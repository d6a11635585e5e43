//! Repository for the `customers` table.

use sqlx::{Sqlite, SqliteExecutor, SqlitePool};

use crate::models::customer::{CreateCustomer, Customer};
use crate::seed;

/// Column list for `customers` queries.
const COLUMNS: &str = "id, account_number, issue_date, interest_rate, tenure, emi_due";

/// Result of [`CustomerRepo::seed_if_empty`].
#[derive(Debug, Clone, Copy, PartialEq, Eq)]
pub enum SeedOutcome {
    /// The table was empty; this many sample customers were inserted.
    Seeded(usize),
    /// At least one customer already existed; nothing was written.
    AlreadySeeded,
}

/// Provides data access for customers.
pub struct CustomerRepo;

impl CustomerRepo {
    /// List every customer in insertion order.
    pub async fn list_all(pool: &SqlitePool) -> Result<Vec<Customer>, sqlx::Error> {
        let query = format!("SELECT {COLUMNS} FROM customers ORDER BY id");
        sqlx::query_as::<_, Customer>(&query).fetch_all(pool).await
    }

    /// Find a customer by exact (case-sensitive) account number.
    pub async fn find_by_account_number(
        pool: &SqlitePool,
        account_number: &str,
    ) -> Result<Option<Customer>, sqlx::Error> {
        let query = format!("SELECT {COLUMNS} FROM customers WHERE account_number = ?1");
        sqlx::query_as::<_, Customer>(&query)
            .bind(account_number)
            .fetch_optional(pool)
            .await
    }

    /// Insert a customer, returning the stored row.
    pub async fn create(
        pool: &SqlitePool,
        input: &CreateCustomer,
    ) -> Result<Customer, sqlx::Error> {
        let query = format!(
            "INSERT INTO customers (account_number, issue_date, interest_rate, tenure, emi_due) \
             VALUES (?1, ?2, ?3, ?4, ?5) \
             RETURNING {COLUMNS}"
        );
        sqlx::query_as::<_, Customer>(&query)
            .bind(&input.account_number)
            .bind(input.issue_date)
            .bind(input.interest_rate)
            .bind(input.tenure)
            .bind(input.emi_due)
            .fetch_one(pool)
            .await
    }

    /// Number of customers. Accepts a pool or an open transaction.
    pub async fn count<'e, E>(executor: E) -> Result<i64, sqlx::Error>
    where
        E: SqliteExecutor<'e>,
    {
        let (count,): (i64,) = sqlx::query_as::<Sqlite, (i64,)>("SELECT COUNT(*) FROM customers")
            .fetch_one(executor)
            .await?;
        Ok(count)
    }

    /// Insert the sample customers from [`seed::sample_customers`] unless
    /// any customer exists already.
    ///
    /// The emptiness check and the inserts share one transaction.
    pub async fn seed_if_empty(pool: &SqlitePool) -> Result<SeedOutcome, sqlx::Error> {
        let mut tx = pool.begin().await?;

        if Self::count(&mut *tx).await? > 0 {
            return Ok(SeedOutcome::AlreadySeeded);
        }

        let samples = seed::sample_customers();
        for customer in &samples {
            sqlx::query(
                "INSERT INTO customers (account_number, issue_date, interest_rate, tenure, emi_due) \
                 VALUES (?1, ?2, ?3, ?4, ?5)",
            )
            .bind(&customer.account_number)
            .bind(customer.issue_date)
            .bind(customer.interest_rate)
            .bind(customer.tenure)
            .bind(customer.emi_due)
            .execute(&mut *tx)
            .await?;
        }

        tx.commit().await?;
        Ok(SeedOutcome::Seeded(samples.len()))
    }
}
//! Minimal HTML building blocks: page chrome, tables, alerts and escaping.

use std::fmt::Write;

const STYLE: &str = "\
body { margin: 0; font-family: system-ui, sans-serif; background: #f8f9fa; color: #212529; }
.layout { display: flex; min-height: 100vh; }
nav { width: 220px; padding: 24px 16px; background: #2e7bcf; color: #fff; }
nav a { display: block; padding: 8px 0; color: #fff; text-decoration: none; }
nav a.active { font-weight: 700; }
main { flex: 1; padding: 24px 40px; }
h1 { color: #1e3d59; font-weight: 700; }
.metrics { display: flex; gap: 16px; }
.metric { flex: 1; background: #fff; padding: 15px; border-radius: 10px; box-shadow: 0 2px 4px rgba(0,0,0,0.05); }
.metric .label { font-size: 0.9em; color: #6c757d; }
.metric .value { font-size: 1.6em; font-weight: 600; }
table { border-collapse: collapse; width: 100%; background: #fff; }
th, td { padding: 8px 12px; border-bottom: 1px solid #dee2e6; text-align: left; }
button { width: 100%; border: 0; border-radius: 5px; height: 3em; background: #007bff; color: #fff; }
.alert { padding: 12px 16px; border-radius: 5px; margin: 12px 0; }
.alert.info { background: #d1ecf1; }
.alert.success { background: #d4edda; }
.alert.warning { background: #fff3cd; }
.alert.error { background: #f8d7da; }
";

/// Sidebar entries: `(path, label)`.
const NAV: &[(&str, &str)] = &[
    ("/", "Dashboard"),
    ("/customers", "Customers"),
    ("/payments/new", "New Payment"),
    ("/history", "History"),
];

#[derive(Debug, Clone, Copy, PartialEq, Eq)]
pub enum Alert {
    Info,
    Success,
    Warning,
    Error,
}

impl Alert {
    fn class(self) -> &'static str {
        match self {
            Alert::Info => "info",
            Alert::Success => "success",
            Alert::Warning => "warning",
            Alert::Error => "error",
        }
    }
}

/// Escape text for use in element content and double-quoted attributes.
pub fn escape(text: &str) -> String {
    let mut out = String::with_capacity(text.len());
    for c in text.chars() {
        match c {
            '&' => out.push_str("&amp;"),
            '<' => out.push_str("&lt;"),
            '>' => out.push_str("&gt;"),
            '"' => out.push_str("&quot;"),
            '\'' => out.push_str("&#39;"),
            _ => out.push(c),
        }
    }
    out
}

/// Wrap a view body in the shared page chrome. `active` is the nav label
/// to highlight.
pub fn page(active: &str, body: &str) -> String {
    let mut nav = String::new();
    for (path, label) in NAV {
        let class = if *label == active { " class=\"active\"" } else { "" };
        let _ = write!(nav, "<a href=\"{path}\"{class}>{label}</a>");
    }

    format!(
        "<!DOCTYPE html>\
         <html lang=\"en\"><head><meta charset=\"utf-8\">\
         <title>LoanPay Dashboard</title><style>{STYLE}</style></head>\
         <body><div class=\"layout\">\
         <nav><h2>Navigation</h2>{nav}</nav>\
         <main><h1>LoanPay Management</h1>{body}</main>\
         </div></body></html>"
    )
}

/// Render a table. Cells are escaped.
pub fn table<R>(headers: &[&str], rows: R) -> String
where
    R: IntoIterator<Item = Vec<String>>,
{
    let mut out = String::from("<table><thead><tr>");
    for header in headers {
        let _ = write!(out, "<th>{}</th>", escape(header));
    }
    out.push_str("</tr></thead><tbody>");
    for row in rows {
        out.push_str("<tr>");
        for cell in row {
            let _ = write!(out, "<td>{}</td>", escape(&cell));
        }
        out.push_str("</tr>");
    }
    out.push_str("</tbody></table>");
    out
}

/// A message banner. The message is escaped.
pub fn alert(kind: Alert, message: &str) -> String {
    format!(
        "<div class=\"alert {}\">{}</div>",
        kind.class(),
        escape(message)
    )
}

#### Problem details:
Whatever appears in the lines above should be copied exactly.

#### Result for this exercise:
repository d6a11635585e5e43
//! Repository for the `customers` table.

use sqlx::{Sqlite, SqliteExecutor, SqlitePool};

use crate::models::customer::{CreateCustomer, Customer};
use crate::seed;

/// Column list for `customers` queries.
const COLUMNS: &str = "id, account_number, issue_date, interest_rate, tenure, emi_due";

/// Result of [`CustomerRepo::seed_if_empty`].
#[derive(Debug, Clone, Copy, PartialEq, Eq)]
pub enum SeedOutcome {
    /// The table was empty; this many sample customers were inserted.
    Seeded(usize),
    /// At least one customer already existed; nothing was written.
    AlreadySeeded,
}

/// Provides data access for customers.
pub struct CustomerRepo;

impl CustomerRepo {
    /// List every customer in insertion order.
    pub async fn list_all(pool: &SqlitePool) -> Result<Vec<Customer>, sqlx::Error> {
        let query = format!("SELECT {COLUMNS} FROM customers ORDER BY id");
        sqlx::query_as::<_, Customer>(&query).fetch_all(pool).await
    }

    /// Find a customer by exact (case-sensitive) account number.
    pub async fn find_by_account_number(
        pool: &SqlitePool,
        account_number: &str,
    ) -> Result<Option<Customer>, sqlx::Error> {
        let query = format!("SELECT {COLUMNS} FROM customers WHERE account_number = ?1");
        sqlx::query_as::<_, Customer>(&query)
            .bind(account_number)
            .fetch_optional(pool)
            .await
    }

    /// Insert a customer, returning the stored row.
    pub async fn create(
        pool: &SqlitePool,
        input: &CreateCustomer,
    ) -> Result<Customer, sqlx::Error> {
        let query = format!(
            "INSERT INTO customers (account_number, issue_date, interest_rate, tenure, emi_due) \
             VALUES (?1, ?2, ?3, ?4, ?5) \
             RETURNING {COLUMNS}"
        );
        sqlx::query_as::<_, Customer>(&query)
            .bind(&input.account_number)
            .bind(input.issue_date)
            .bind(input.interest_rate)
            .bind(input.tenure)
            .bind(input.emi_due)
            .fetch_one(pool)
            .await
    }

    /// Number of customers. Accepts a pool or an open transaction.
    pub async fn count<'e, E>(executor: E) -> Result<i64, sqlx::Error>
    where
        E: SqliteExecutor<'e>,
    {
        let (count,): (i64,) = sqlx::query_as::<Sqlite, (i64,)>("SELECT COUNT(*) FROM customers")
            .fetch_one(executor)
            .await?;
        Ok(count)
    }

    /// Insert the sample customers from [`seed::sample_customers`] unless
    /// any customer exists already.
    ///
    /// The emptiness check and the inserts share one transaction.
    pub async fn seed_if_empty(pool: &SqlitePool) -> Result<SeedOutcome, sqlx::Error> {
        let mut tx = pool.begin().await?;

        if Self::count(&mut *tx).await? > 0 {
            return Ok(SeedOutcome::AlreadySeeded);
        }

        let samples = seed::sample_customers();
        for customer in &samples {
            sqlx::query(
                "INSERT INTO customers (account_number, issue_date, interest_rate, tenure, emi_due) \
                 VALUES (?1, ?2, ?3, ?4, ?5)",
            )
            .bind(&customer.account_number)
            .bind(customer.issue_date)
            .bind(customer.interest_rate)
            .bind(customer.tenure)
            .bind(customer.emi_due)
            .execute(&mut *tx)
            .await?;
        }

        tx.commit().await?;
        Ok(SeedOutcome::Seeded(samples.len()))
    }
}
//! Minimal HTML building blocks: page chrome, tables, alerts and escaping.

use std::fmt::Write;

const STYLE: &str = "\
body { margin: 0; font-family: system-ui, sans-serif; background: #f8f9fa; color: #212529; }
.layout { display: flex; min-height: 100vh; }
nav { width: 220px; padding: 24px 16px; background: #2e7bcf; color: #fff; }
nav a { display: block; padding: 8px 0; color: #fff; text-decoration: none; }
nav a.active { font-weight: 700; }
main { flex: 1; padding: 24px 40px; }
h1 { color: #1e3d59; font-weight: 700; }
.metrics { display: flex; gap: 16px; }
.metric { flex: 1; background: #fff; padding: 15px; border-radius: 10px; box-shadow: 0 2px 4px rgba(0,0,0,0.05); }
.metric .label { font-size: 0.9em; color: #6c757d; }
.metric .value { font-size: 1.6em; font-weight: 600; }
table { border-collapse: collapse; width: 100%; background: #fff; }
th, td { padding: 8px 12px; border-bottom: 1px solid #dee2e6; text-align: left; }
button { width: 100%; border: 0; border-radius: 5px; height: 3em; background: #007bff; color: #fff; }
.alert { padding: 12px 16px; border-radius: 5px; margin: 12px 0; }
.alert.info { background: #d1ecf1; }
.alert.success { background: #d4edda; }
.alert.warning { background: #fff3cd; }
.alert.error { background: #f8d7da; }
";

/// Sidebar entries: `(path, label)`.
const NAV: &[(&str, &str)] = &[
    ("/", "Dashboard"),
    ("/customers", "Customers"),
    ("/payments/new", "New Payment"),
    ("/history", "History"),
];

#[derive(Debug, Clone, Copy, PartialEq, Eq)]
pub enum Alert {
    Info,
    Success,
    Warning,
    Error,
}

impl Alert {
    fn class(self) -> &'static str {
        match self {
            Alert::Info => "info",
            Alert::Success => "success",
            Alert::Warning => "warning",
            Alert::Error => "error",
        }
    }
}

/// Escape text for use in element content and double-quoted attributes.
pub fn escape(text: &str) -> String {
    let mut out = String::with_capacity(text.len());
    for c in text.chars() {
        match c {
            '&' => out.push_str("&amp;"),
            '<' => out.push_str("&lt;"),
            '>' => out.push_str("&gt;"),
            '"' => out.push_str("&quot;"),
            '\'' => out.push_str("&#39;"),
            _ => out.push(c),
        }
    }
    out
}

/// Wrap a view body in the shared page chrome. `active` is the nav label
/// to highlight.
pub fn page(active: &str, body: &str) -> String {
    let mut nav = String::new();
    for (path, label) in NAV {
        let class = if *label == active { " class=\"active\"" } else { "" };
        let _ = write!(nav, "<a href=\"{path}\"{class}>{label}</a>");
    }

    format!(
        "<!DOCTYPE html>\
         <html lang=\"en\"><head><meta charset=\"utf-8\">\
         <title>LoanPay Dashboard</title><style>{STYLE}</style></head>\
         <body><div class=\"layout\">\
         <nav><h2>Navigation</h2>{nav}</nav>\
         <main><h1>LoanPay Management</h1>{body}</main>\
         </div></body></html>"
    )
}

/// Render a table. Cells are escaped.
pub fn table<R>(headers: &[&str], rows: R) -> String
where
    R: IntoIterator<Item = Vec<String>>,
{
    let mut out = String::from("<table><thead><tr>");
    for header in headers {
        let _ = write!(out, "<th>{}</th>", escape(header));
    }
    out.push_str("</tr></thead><tbody>");
    for row in rows {
        out.push_str("<tr>");
        for cell in row {
            let _ = write!(out, "<td>{}</td>", escape(&cell));
        }
        out.push_str("</tr>");
    }
    out.push_str("</tbody></table>");
    out
}

/// A message banner. The message is escaped.
pub fn alert(kind: Alert, message: &str) -> String {
    format!(
        "<div class=\"alert {}\">{}</div>",
        kind.class(),
        escape(message)
    )
}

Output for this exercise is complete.